Thursday, January 17, 2002
Calgary's News & Entertainment Weekly
FFWD Weekly
MR. SMUTTY
by FFWD Staff
Jokes, on me
88 punchlines about 44 men, women & shark pups

Let us mince neither words nor meat: I’m a busy fellow. I’ve got places to go, bike-gang bigwigs to gladhand, etcerooni. And so I offer you: punchlines! punchlines! punchlines! Match the punchline w/ the correct setup (below), and you just might win something like a prize! Or not! This will be fun, consarnit.

Setup #1: Pregnancy is always a load of laffs (morning sickness, epidurals), and mysterious "virgin pregnancies" (morning sickness, epidurals, God’s gentle touch late one nite) even more so. And so it is w/ no-small glee that I pass on the following tidbit: a N_br_sk_ aquarium reports their first virgin birth of the year. One of 3 lady bonnethead sharks, bunkmates (sans male bonnethead) since infancy, gave birth to a healthy pup over the holidays. (Note: a passing stingray killed the pup mere hours after its miraculous birth, dulling the story’s shine. Nature may be many things, but sentimental it ain’t.) Scienticians are stumped: which of the 3 sharks cranked out the kid, and who’s the daddy? Altho a dude shark does share the same tank as the toothy ladies, it’s of the "epaulet shark" variety. An unnamed source said an epaulet shark enjoying intercourse w/ a bonnethead shark is unlikely, comparable to a Chihuahua sexifying a St. Bernard. (The same source next suggested sev’ral Web sites featuring footage of hot Chihuahua-St.B action. I, in turn, shuddered.) Researchers believe the offending sperm must’ve come from somewhere other than the epaulet... but where? They hope DNA testing will solve this paternity puzzle. On an interesting zoological sidenote, the myopic pup was born w/ an uncharacteristic feature: a shock of bright red curly hair.
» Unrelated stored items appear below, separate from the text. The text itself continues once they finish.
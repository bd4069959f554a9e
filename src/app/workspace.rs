//! The workspace: every registry the editor needs, owned in one place.
//!
//! Documents, the pane layout, panes and views all live here and are passed
//! around by reference. Nothing is global.

use crate::app::types::{DropZone, TabDrop};
use crate::model::document::Document;
use crate::model::document_store::{DocumentStore, OpenError};
use crate::model::event::{PaneId, ViewId};
use crate::services::time_source::SharedTimeSource;
use crate::view::doc_view::View;
use crate::view::pane::{Pane, Tab};
use crate::view::split::{LayoutError, SplitManager};
use std::collections::HashMap;
use std::path::Path;
use std::sync::Arc;
use std::time::Instant;

#[derive(Debug)]
pub struct Workspace {
    store: DocumentStore,
    layout: SplitManager,
    panes: HashMap<PaneId, Pane>,
    views: HashMap<ViewId, View>,
    next_pane_id: usize,
    next_view_id: usize,
    time_source: SharedTimeSource,
}

impl Workspace {
    /// A workspace with one empty pane
    pub fn new(store: DocumentStore, time_source: SharedTimeSource) -> Self {
        let first = PaneId(0);
        let mut panes = HashMap::new();
        panes.insert(first, Pane::new(first));
        Self {
            store,
            layout: SplitManager::new(first),
            panes,
            views: HashMap::new(),
            next_pane_id: 1,
            next_view_id: 0,
            time_source,
        }
    }

    pub fn store(&self) -> &DocumentStore {
        &self.store
    }

    pub fn layout(&self) -> &SplitManager {
        &self.layout
    }

    pub fn now(&self) -> Instant {
        self.time_source.now()
    }

    pub fn pane(&self, id: PaneId) -> Option<&Pane> {
        self.panes.get(&id)
    }

    pub fn pane_mut(&mut self, id: PaneId) -> Option<&mut Pane> {
        self.panes.get_mut(&id)
    }

    pub fn view(&self, id: ViewId) -> Option<&View> {
        self.views.get(&id)
    }

    pub fn view_mut(&mut self, id: ViewId) -> Option<&mut View> {
        self.views.get_mut(&id)
    }

    /// Panes in layout order
    pub fn panes(&self) -> Vec<&Pane> {
        self.layout
            .pane_ids()
            .into_iter()
            .filter_map(|id| self.panes.get(&id))
            .collect()
    }

    pub fn pane_count(&self) -> usize {
        self.layout.pane_count()
    }

    /// The last focused pane
    pub fn active_pane(&self) -> PaneId {
        self.layout.active_pane()
    }

    /// The current view of the last focused pane
    pub fn active_view(&self) -> Option<ViewId> {
        self.pane(self.active_pane()).and_then(Pane::current_view)
    }

    pub fn active_view_mut(&mut self) -> Option<&mut View> {
        let id = self.active_view()?;
        self.views.get_mut(&id)
    }

    /// Pane whose tab strip holds `view`
    pub fn pane_of_view(&self, view: ViewId) -> Option<PaneId> {
        self.panes
            .values()
            .find(|p| p.position(view).is_some())
            .map(Pane::id)
    }

    /// A pane received focus
    pub fn focus_changed(&mut self, pane: PaneId) -> bool {
        self.layout.set_active_pane(pane)
    }

    pub fn focus_next_pane(&mut self) {
        self.layout.next_pane();
    }

    pub fn focus_prev_pane(&mut self) {
        self.layout.prev_pane();
    }

    fn allocate_pane_id(&mut self) -> PaneId {
        let id = PaneId(self.next_pane_id);
        self.next_pane_id += 1;
        id
    }

    fn allocate_view_id(&mut self) -> ViewId {
        let id = ViewId(self.next_view_id);
        self.next_view_id += 1;
        id
    }

    /// Open `path` in a new tab of the last focused pane
    pub fn open_file(&mut self, path: &Path) -> Result<ViewId, OpenError> {
        let document = self.store.open(path)?;
        let view_id = self.allocate_view_id();
        let label = document.file_name();
        self.views.insert(view_id, View::new(view_id, document));

        let pane_id = self.active_pane();
        if let Some(pane) = self.panes.get_mut(&pane_id) {
            pane.add_tab(Tab::new(view_id, label));
        }
        tracing::info!("opened view {:?} in pane {:?}", view_id, pane_id);
        Ok(view_id)
    }

    /// Make the tab at `index` current and focus its pane
    pub fn select_tab(&mut self, pane: PaneId, index: usize) -> Result<(), LayoutError> {
        self.panes
            .get_mut(&pane)
            .ok_or(LayoutError::PaneNotFound(pane))?
            .set_current(index)?;
        self.layout.set_active_pane(pane);
        Ok(())
    }

    /// Close a tab. Its document is released, and the pane is removed if it
    /// becomes empty (unless it is the last pane).
    pub fn close_tab(&mut self, pane_id: PaneId, index: usize) -> Result<(), LayoutError> {
        let pane = self
            .panes
            .get_mut(&pane_id)
            .ok_or(LayoutError::PaneNotFound(pane_id))?;
        let tab = pane.remove_tab(index)?;
        let now_empty = pane.is_empty();

        if let Some(view) = self.views.remove(&tab.view_id) {
            self.store.release(view.document().path());
        }
        if now_empty {
            self.remove_empty_pane(pane_id);
        }
        Ok(())
    }

    /// Close the current tab of the focused pane
    pub fn close_current_tab(&mut self) -> Result<(), LayoutError> {
        let pane_id = self.active_pane();
        let index = self
            .pane(pane_id)
            .and_then(Pane::current_index)
            .ok_or(LayoutError::TabOutOfRange {
                pane: pane_id,
                index: 0,
            })?;
        self.close_tab(pane_id, index)
    }

    fn remove_empty_pane(&mut self, pane_id: PaneId) {
        match self.layout.remove_leaf(pane_id) {
            Ok(()) => {
                self.panes.remove(&pane_id);
            }
            Err(LayoutError::LastPane) => {}
            Err(e) => tracing::warn!("failed to remove empty pane: {}", e),
        }
    }

    /// Move a dragged tab to its drop zone.
    ///
    /// - Tab bar / center of another pane: the tab moves into that pane
    /// - Tab bar / center of its own pane: the tab is reordered
    /// - A margin: a new pane is created beside the target
    ///
    /// A source pane left empty is removed (collapsing splitters) before the
    /// new pane is inserted. The moved tab becomes current and its pane gets
    /// focus. Dropping a pane's only tab on a margin of the same pane does
    /// nothing.
    pub fn execute_tab_drop(&mut self, drop: TabDrop) -> Result<(), LayoutError> {
        let TabDrop {
            view_id,
            source_pane,
            zone,
        } = drop;
        let target = zone.pane_id();

        let source = self
            .panes
            .get(&source_pane)
            .ok_or(LayoutError::PaneNotFound(source_pane))?;
        let from = source.position(view_id).ok_or(LayoutError::ViewNotFound {
            pane: source_pane,
            view: view_id,
        })?;
        let source_len = source.len();
        if !self.layout.contains(target) || !self.panes.contains_key(&target) {
            return Err(LayoutError::PaneNotFound(target));
        }

        let destination = match zone.split_placement() {
            None if source_pane == target => {
                let to = match zone {
                    DropZone::TabBar { index, .. } if index > from => index - 1,
                    DropZone::TabBar { index, .. } => index,
                    _ => source_len - 1,
                };
                if let Some(pane) = self.panes.get_mut(&source_pane) {
                    pane.move_tab(from, to)?;
                }
                source_pane
            }
            None => {
                let tab = self.take_tab(source_pane, from)?;
                if let Some(pane) = self.panes.get_mut(&target) {
                    match zone {
                        DropZone::TabBar { index, .. } => pane.insert_tab(index, tab),
                        _ => pane.add_tab(tab),
                    };
                }
                target
            }
            Some(_) if source_pane == target && source_len == 1 => {
                tracing::debug!("dropping the only tab beside itself, nothing to do");
                return Ok(());
            }
            Some((direction, side)) => {
                let new_pane = self.allocate_pane_id();
                let tab = self.take_tab(source_pane, from)?;
                self.layout
                    .split_insert(target, direction, side, new_pane)?;
                let mut pane = Pane::new(new_pane);
                pane.add_tab(tab);
                self.panes.insert(new_pane, pane);
                new_pane
            }
        };

        self.layout.set_active_pane(destination);
        tracing::info!(
            "moved view {:?} from pane {:?} to pane {:?}",
            view_id,
            source_pane,
            destination
        );
        Ok(())
    }

    /// Remove a tab from a pane, dropping the pane if it is left empty
    fn take_tab(&mut self, pane_id: PaneId, index: usize) -> Result<Tab, LayoutError> {
        let pane = self
            .panes
            .get_mut(&pane_id)
            .ok_or(LayoutError::PaneNotFound(pane_id))?;
        let tab = pane.remove_tab(index)?;
        if pane.is_empty() {
            self.remove_empty_pane(pane_id);
        }
        Ok(tab)
    }

    /// Documents whose debounce deadline has passed (each reported once)
    pub fn documents_due(&self, now: Instant) -> Vec<Arc<Document>> {
        self.store
            .documents()
            .into_iter()
            .filter(|doc| doc.take_due_refresh(now))
            .collect()
    }

    /// Drain document notifications for every view. Returns true if any view
    /// needs redrawing.
    pub fn poll_views(&mut self) -> bool {
        self.views
            .values_mut()
            .fold(false, |changed, view| view.poll_notifications() || changed)
    }
}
Setup #2: More preggo-laffs? Indeed! A hospital in L_nd_n, where people should really know better, rang in the New Year by advising 6 elderly men that they are pregnant. The error stems from a malfunctioning new computer notification system, intended to automatically inform patients of postponed surgery. "I’m confident we’ve now worked out the ‘bugs,’ so to speak," said a hospital administrator. She started to add something about "these things happen," but cut the press conference short upon learning her vasectomy operation had been unexpectedly moved up to that afternoon. Most of the men who received the pregnancy notices, many of whom are barely squeaking by on small pensions, were relieved to learn of the error. Some, however, expressed disappointment. "Truth be told, I was kinda looking forward to hearing the pitter-patter of a bald, toothless, crabby diapershitter," said one man.

Setup #3: Three cheers (huzzah! hooray! word up!) for recycling. And three more cheers (yippee! yahoo! go suck a lemon!) for an exciting new recycling initiative coming out of merry olde Th__l_nd. Already one of Asia’s most popularest golfing destinations (motto: "Come for the duffing, stay for our flagrant disregard for international copyright laws"), Th__l_nd has just announced plans for a new tri-country golf course, built on booby-trapped terrain overlapping the borders of C_mb_d__ and L__s. Much in the way juice-boxes are magically transformed into park benches, this dangerous patch of heavily land-mined paradise is set to become a top-notch tour attraction. "We feel the new course will offer the world-weary golfer a level of excitement currently missing from the sport," said the usual unnamed spokesperson. "It will also radically redefine the terms ‘hazard’ and ‘handicap.’"

Punchline A: "I don’t know why everyone’s making such a big deal out of all this," said the aquarium president, adjusting his Coke-bottle glasses whilst running his fingers thru a full head of bright red curly hair.

Punchline B: Initial plans call for the course to feature 27 holes, but this will likely change as more & more golfers find themselves chasing wayward balls into the explosive rough.

Punchline C: "That is, other than me."